List of Changes in SSPP Since DR8
The SSPP has been refined to provide more accurate estimates of the stellar atmospheric parameters. Here, we describe major changes and improvements made to the SSPP since DR8.
- Metallicity determined from Auto-correlation Function (ACF), Ca II triplet line index (CaIIT) method, and ANNSR is no longer reported and does not contribute to the best metallicity estimate for each star.
- Gravity estimate from (MgH) and (CaI2) line index methods and k24 is no longer reported and does not contribute to the best gravity estimate for each star.
- NGS1 and CaIIK1 make use of a new grid of synthetic spectra generated with α-enhanced Kurucz model atmospheres and with variable micro-turbulence velocity with surface gravities. The adopted relation is Vt=-0.345×log g+2.225, and this relation is derived from a sample of high-resolution spectra.
- NGS2 utilizes a new grid of synthetic spectra created with α-enhanced Kurucz model atmospheres with micro-turbulence velocity fixed at 1 km/s.
- The grid of synthetic spectra used in the NGS1 and CaIIK1 is extended to [Fe/H]=-4.5 and [Fe/H]=+1.0 to improve the estimates at low metallicity and above solar metallicity.
- Instead of linear interpolation, cubic spline interpolation is implemented for k24, ki13, NGS1, NGS2, and CaIIK1 during χ2 minimization.
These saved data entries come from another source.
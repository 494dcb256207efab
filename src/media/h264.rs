//! H.264/AVC helpers
//!
//! WebRTC carries H.264 as Annex B NAL units. The stream's global header
//! may arrive either as an AVCDecoderConfigurationRecord (avcC) or as raw
//! Annex B parameter sets; both are accepted. Access units of an avcC
//! stream are length-prefixed and are converted with [`avcc_to_annexb`].
//!
//! AVCDecoderConfigurationRecord:
//! ```text
//! configurationVersion (1) | AVCProfileIndication (1) | profile_compatibility (1)
//! | AVCLevelIndication (1) | lengthSizeMinusOne (1, lower 2 bits)
//! | numOfSPS (1, lower 5 bits) | { spsLength (2) | spsNALUnit }*
//! | numOfPPS (1) | { ppsLength (2) | ppsNALUnit }*
//! ```

use bytes::{Buf, BufMut, Bytes, BytesMut};

use crate::error::{MediaError, Result};

/// Annex B start code
const START_CODE: [u8; 4] = [0, 0, 0, 1];

/// NAL unit type
#[derive(Debug, Clone, Copy, PartialEq, Eq)]
pub enum NaluType {
    /// Non-IDR slice
    Slice = 1,
    /// IDR slice (keyframe)
    Idr = 5,
    /// Supplemental enhancement information
    Sei = 6,
    /// Sequence parameter set
    Sps = 7,
    /// Picture parameter set
    Pps = 8,
    /// Access unit delimiter
    Aud = 9,
}

impl NaluType {
    pub fn from_byte(b: u8) -> Option<Self> {
        match b & 0x1F {
            1 => Some(NaluType::Slice),
            5 => Some(NaluType::Idr),
            6 => Some(NaluType::Sei),
            7 => Some(NaluType::Sps),
            8 => Some(NaluType::Pps),
            9 => Some(NaluType::Aud),
            _ => None,
        }
    }

    pub fn is_parameter_set(&self) -> bool {
        matches!(self, NaluType::Sps | NaluType::Pps)
    }
}

/// H.264 decoder configuration
#[derive(Debug, Clone)]
pub struct AvcConfig {
    /// AVC profile (66=Baseline, 77=Main, 100=High, etc.)
    pub profile: u8,
    /// Profile compatibility flags
    pub compatibility: u8,
    /// AVC level (e.g., 31 = 3.1)
    pub level: u8,
    /// Sequence Parameter Sets (without start codes)
    pub sps: Vec<Bytes>,
    /// Picture Parameter Sets (without start codes)
    pub pps: Vec<Bytes>,
    /// Size of the NALU length prefix in access units; `None` for Annex B
    pub nalu_length_size: Option<u8>,
}

impl AvcConfig {
    /// Parse a codec global header in either avcC or Annex B form
    pub fn from_extradata(extradata: &Bytes) -> Result<Self> {
        if extradata.first() == Some(&1) {
            Self::parse_avcc(extradata.clone())
        } else {
            Self::parse_annexb(extradata)
        }
    }

    /// Parse an AVCDecoderConfigurationRecord
    pub fn parse_avcc(mut data: Bytes) -> Result<Self> {
        if data.len() < 7 {
            return Err(MediaError::InvalidAvcConfig.into());
        }

        let version = data.get_u8();
        if version != 1 {
            return Err(MediaError::InvalidAvcConfig.into());
        }

        let profile = data.get_u8();
        let compatibility = data.get_u8();
        let level = data.get_u8();
        let nalu_length_size = (data.get_u8() & 0x03) + 1;

        let num_sps = (data.get_u8() & 0x1F) as usize;
        let sps = read_length_prefixed(&mut data, num_sps)?;

        if data.is_empty() {
            return Err(MediaError::InvalidAvcConfig.into());
        }
        let num_pps = data.get_u8() as usize;
        let pps = read_length_prefixed(&mut data, num_pps)?;

        Ok(AvcConfig {
            profile,
            compatibility,
            level,
            sps,
            pps,
            nalu_length_size: Some(nalu_length_size),
        })
    }

    /// Collect SPS/PPS from Annex B data; profile comes from the first SPS
    pub fn parse_annexb(data: &Bytes) -> Result<Self> {
        let mut sps = Vec::new();
        let mut pps = Vec::new();

        for nalu in AnnexBNalus::new(data) {
            match nalu.first().copied().and_then(NaluType::from_byte) {
                Some(NaluType::Sps) => sps.push(data.slice_ref(nalu)),
                Some(NaluType::Pps) => pps.push(data.slice_ref(nalu)),
                _ => {}
            }
        }

        let first = sps.first().ok_or(MediaError::InvalidAvcConfig)?;
        if first.len() < 4 {
            return Err(MediaError::InvalidAvcConfig.into());
        }

        Ok(AvcConfig {
            profile: first[1],
            compatibility: first[2],
            level: first[3],
            sps,
            pps,
            nalu_length_size: None,
        })
    }

    /// `profile-level-id` fmtp value (6 hex digits)
    pub fn profile_level_id(&self) -> String {
        format!(
            "{:02x}{:02x}{:02x}",
            self.profile, self.compatibility, self.level
        )
    }

    /// Parameter sets as Annex B, SPS first
    pub fn annexb_parameter_sets(&self) -> Bytes {
        let len: usize = self
            .sps
            .iter()
            .chain(self.pps.iter())
            .map(|p| p.len() + START_CODE.len())
            .sum();

        let mut out = BytesMut::with_capacity(len);
        for nalu in self.sps.iter().chain(self.pps.iter()) {
            out.put_slice(&START_CODE);
            out.put_slice(nalu);
        }
        out.freeze()
    }
}

fn read_length_prefixed(data: &mut Bytes, count: usize) -> Result<Vec<Bytes>> {
    let mut out = Vec::with_capacity(count);
    for _ in 0..count {
        if data.len() < 2 {
            return Err(MediaError::InvalidAvcConfig.into());
        }
        let len = data.get_u16() as usize;
        if data.len() < len {
            return Err(MediaError::InvalidAvcConfig.into());
        }
        out.push(data.copy_to_bytes(len));
    }
    Ok(out)
}

/// Rewrite a length-prefixed (AVCC) access unit as Annex B
pub fn avcc_to_annexb(access_unit: &[u8], length_size: u8) -> Result<Bytes> {
    let length_size = length_size as usize;
    if !(1..=4).contains(&length_size) {
        return Err(MediaError::InvalidAccessUnit.into());
    }

    let mut out = BytesMut::with_capacity(access_unit.len() + START_CODE.len());
    let mut rest = access_unit;
    while !rest.is_empty() {
        if rest.len() < length_size {
            return Err(MediaError::InvalidAccessUnit.into());
        }
        let (prefix, tail) = rest.split_at(length_size);
        let len = prefix.iter().fold(0usize, |acc, b| (acc << 8) | *b as usize);
        if len == 0 || tail.len() < len {
            return Err(MediaError::InvalidAccessUnit.into());
        }

        out.put_slice(&START_CODE);
        out.put_slice(&tail[..len]);
        rest = &tail[len..];
    }
    Ok(out.freeze())
}

/// Check whether an Annex B access unit already carries an SPS
pub fn contains_sps(data: &[u8]) -> bool {
    AnnexBNalus::new(data)
        .any(|nalu| nalu.first().copied().and_then(NaluType::from_byte) == Some(NaluType::Sps))
}

/// Prefix a keyframe with the stream's parameter sets.
///
/// Browsers only start decoding at a keyframe carrying SPS/PPS; access
/// units that already contain an SPS are returned unchanged.
pub fn insert_parameter_sets(access_unit: &Bytes, parameter_sets: &Bytes) -> Bytes {
    if parameter_sets.is_empty() || contains_sps(access_unit) {
        return access_unit.clone();
    }

    let mut out = BytesMut::with_capacity(parameter_sets.len() + access_unit.len());
    out.put_slice(parameter_sets);
    out.put_slice(access_unit);
    out.freeze()
}

/// Iterator over NAL units in Annex B byte stream format
pub struct AnnexBNalus<'a> {
    data: &'a [u8],
    offset: usize,
}

impl<'a> AnnexBNalus<'a> {
    pub fn new(data: &'a [u8]) -> Self {
        let offset = find_start_code(data, 0).map(|(_, end)| end).unwrap_or(data.len());
        Self { data, offset }
    }
}

impl<'a> Iterator for AnnexBNalus<'a> {
    type Item = &'a [u8];

    fn next(&mut self) -> Option<Self::Item> {
        if self.offset >= self.data.len() {
            return None;
        }

        let start = self.offset;
        match find_start_code(self.data, start) {
            Some((code_start, code_end)) => {
                self.offset = code_end;
                Some(&self.data[start..code_start])
            }
            None => {
                self.offset = self.data.len();
                Some(&self.data[start..])
            }
        }
    }
}

/// Find the next 3- or 4-byte start code at or after `from`.
/// Returns (start of code, first byte after code).
fn find_start_code(data: &[u8], from: usize) -> Option<(usize, usize)> {
    let mut i = from;
    while i + 3 <= data.len() {
        if data[i] == 0 && data[i + 1] == 0 && data[i + 2] == 1 {
            let start = if i > from && data[i - 1] == 0 { i - 1 } else { i };
            return Some((start, i + 3));
        }
        i += 1;
    }
    None
}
That is, a new trial synthetic spectrum to calculate χ2 value is generated by interpolating fluxes from existing grid of synthetic spectra with a cubic spline function.
- If more than 5 % of a region of a spectrum used by a particular parameter estimation method has the inverse variance of the spectrum flux array set to zero, no parameter estimate is reported for that particular method. This was done to improve the reliability of the parameter estimates, especially at very low metallicity.
- A new set of g-r and S/N limits is introduced for individual methods. These changes were made after evaluating the accuracy of the individual estimators in the SSPP estimates for a set of synthetic spectra with realistic noise properties covering the range of g-r and S/N in the SEGUE data, as well as the high resolution and cluster spectra.
- New neural networks trained on new grid of synthetic spectra and the DR8 parameters are implemented for ANNSR and ANNRR, respectively.
- The color-based temperature estimates by TK, TG, and TI are not reported and do not contribute to the best temperature estimate.
- Effective temperature based on the InfraRed Flux Method (IRFM) is estimated, using g-i, log g, and [Fe/H] from NGS1.
- A comparison with the DR8 stellar parameters indicates that the Teff is, on average, higher by ~60 K, the log g is lower by ~0.2 dex, and the metallicity does not change significantly (less than 0.02 in dex). The temperature shift occurs because we adopt the IRFM temperature scale to calibrate each temperature estimate in the SSPP. The gravity shift can be partly explained by the new log g values from the re-analysis of the high-resolution spectra, which are 0.13 dex lower than the previous high-resolution values. Another contribution to the shift in log g is the new grid of synthetic spectra for NGS1, NGS2, and CaI. However, the biggest causes of this shift are the retirement of the gravity estimates by MgH and CaI2 line index methods, which consistently deliver much higher (and less accurate) log g estimates that the other estimators in the DR8 SSPP.